Sunday, July 4, 2010

The Baltic Holocaust

A Jew being dragged away by Latvian soldiers in the Riga ghetto in Latvia / Riga, during the Holocaust

At noon on 4 July 1941, dozens of Jewish families were driven into the Greise Hor School, Riga’s biggest synagogue. Approximately 300 Lithuanian-Jewish refugees had also taken refuge in the cellars of the synagogue. Latvian Nazis locked the doors and set the building on fire. Hundreds of Jews were burned alive.
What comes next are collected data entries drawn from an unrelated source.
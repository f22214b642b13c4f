use std::process::Command;

fn main() {
    // Detect if this is a release build
    let profile = std::env::var("PROFILE").unwrap_or_else(|_| "debug".to_string());
    let is_release = profile == "release";

    let version = std::env::var("CARGO_PKG_VERSION").unwrap_or_else(|_| "0.1.0".to_string());

    // Get git commit hash if available
    let git_hash = Command::new("git")
        .args(["rev-parse", "--short", "HEAD"])
        .output()
        .ok()
        .filter(|o| o.status.success())
        .and_then(|o| String::from_utf8(o.stdout).ok())
        .map(|s| s.trim().to_string())
        .filter(|s| !s.is_empty())
        .unwrap_or_else(|| "unknown".to_string());

    // Which zip backend was compiled in
    let zip_backend = if std::env::var_os("CARGO_FEATURE_ZIP").is_some() {
        "embedded"
    } else {
        "system"
    };

    println!("cargo:rustc-env=STREAMSTACK_VERSION={}", version);
    println!(
        "cargo:rustc-env=STREAMSTACK_PROFILE={}",
        if is_release { "release" } else { "development" }
    );
    println!("cargo:rustc-env=STREAMSTACK_GIT_HASH={}", git_hash);
    println!("cargo:rustc-env=STREAMSTACK_ZIP_DEFAULT={}", zip_backend);

    println!("cargo:rerun-if-changed=build.rs");
    println!("cargo:rerun-if-env-changed=PROFILE");
}
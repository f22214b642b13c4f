use crate::error::{Result, StreamError};
use crate::stage::{StageId, StageOptions};
use crate::temp::{TempFiles, DEFAULT_PREFIX};
use serde::{Deserialize, Serialize};
use std::collections::BTreeMap;
use std::path::{Path, PathBuf};

pub const TEMP_DIR_ENV: &str = "STREAMSTACK_TEMP_DIR";
pub const SUFFIX_DEPTH_ENV: &str = "STREAMSTACK_SUFFIX_DEPTH";

/// Pipeline settings, loadable from a JSON file
#[derive(Debug, Clone, PartialEq, Serialize, Deserialize)]
#[serde(default)]
pub struct Config {
    /// Scratch directory for materialized streams (system temp dir if unset)
    pub temp_dir: Option<PathBuf>,
    /// Prefix for scratch file names
    pub temp_prefix: String,
    /// Maximum number of suffixes peeled from a resource name (unlimited if unset)
    pub suffix_depth: Option<usize>,
    /// Default options per stage id, e.g. `{"gzip": {"level": "9"}}`
    pub options: BTreeMap<String, BTreeMap<String, String>>,
}

impl Default for Config {
    fn default() -> Self {
        Self {
            temp_dir: None,
            temp_prefix: DEFAULT_PREFIX.to_string(),
            suffix_depth: None,
            options: BTreeMap::new(),
        }
    }
}

impl Config {
    /// Read a JSON config file
    pub fn load(path: &Path) -> Result<Self> {
        let data = std::fs::read(path)?;
        Self::from_bytes(&data)
    }

    pub fn from_bytes(data: &[u8]) -> Result<Self> {
        Ok(serde_json::from_slice(data)?)
    }

    pub fn to_bytes(&self) -> Result<Vec<u8>> {
        Ok(serde_json::to_vec_pretty(self)?)
    }

    /// Defaults overridden by the environment
    pub fn from_env() -> Result<Self> {
        Self::default().apply_env()
    }

    pub fn apply_env(self) -> Result<Self> {
        self.apply_vars(|key| std::env::var(key).ok())
    }

    fn apply_vars(mut self, var: impl Fn(&str) -> Option<String>) -> Result<Self> {
        if let Some(dir) = var(TEMP_DIR_ENV).filter(|d| !d.is_empty()) {
            self.temp_dir = Some(PathBuf::from(dir));
        }
        if let Some(depth) = var(SUFFIX_DEPTH_ENV).filter(|d| !d.is_empty()) {
            let depth = depth.trim().parse::<usize>().map_err(|e| {
                StreamError::Config(format!("{}={}: {}", SUFFIX_DEPTH_ENV, depth, e))
            })?;
            self.suffix_depth = Some(depth);
        }
        Ok(self)
    }

    pub fn temp_files(&self) -> TempFiles {
        let dir = self
            .temp_dir
            .clone()
            .unwrap_or_else(std::env::temp_dir);
        TempFiles::new(dir, self.temp_prefix.clone())
    }

    /// Configured defaults for one stage
    pub fn defaults_for(&self, id: &StageId) -> StageOptions {
        let mut options = StageOptions::new();
        if let Some(values) = self.options.get(id.as_str()) {
            for (key, value) in values {
                options.set(key.clone(), value.clone());
            }
        }
        options
    }

    pub fn set_default(&mut self, id: &StageId, key: &str, value: &str) {
        self.options
            .entry(id.to_string())
            .or_default()
            .insert(key.to_string(), value.to_string());
    }
}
A similar atrocity took place at Riga’s Old Jewish Cemetery… The percentage of Latvian Jews who survived the Holocaust is lower than anywhere else in Europe: 1.9 per cent.German official reports characterized the Latvian farmers’ hatred of the Jews as ‘monstrous’. They had ‘already done a great deal of the dirty work’ before the Germans could intervene … Thank God Riga’s memory is short, for otherwise it would be unbearable … The catalogue from the Museum of Occupation correctly mentions the flowers with which the German ‘liberators’ were welcomed by the Latvians in 1941 … There is one issue, though, that the catalogue barely touches on: the zealous support the Germans received in Latvia and Lithuania for their persecution of the Jews... During the Second World War 70,000 Jews were murdered in Latvia, 30,000 of them by summer 1941. In Lithuania, almost all of the country’s 200,000 Jews were killed.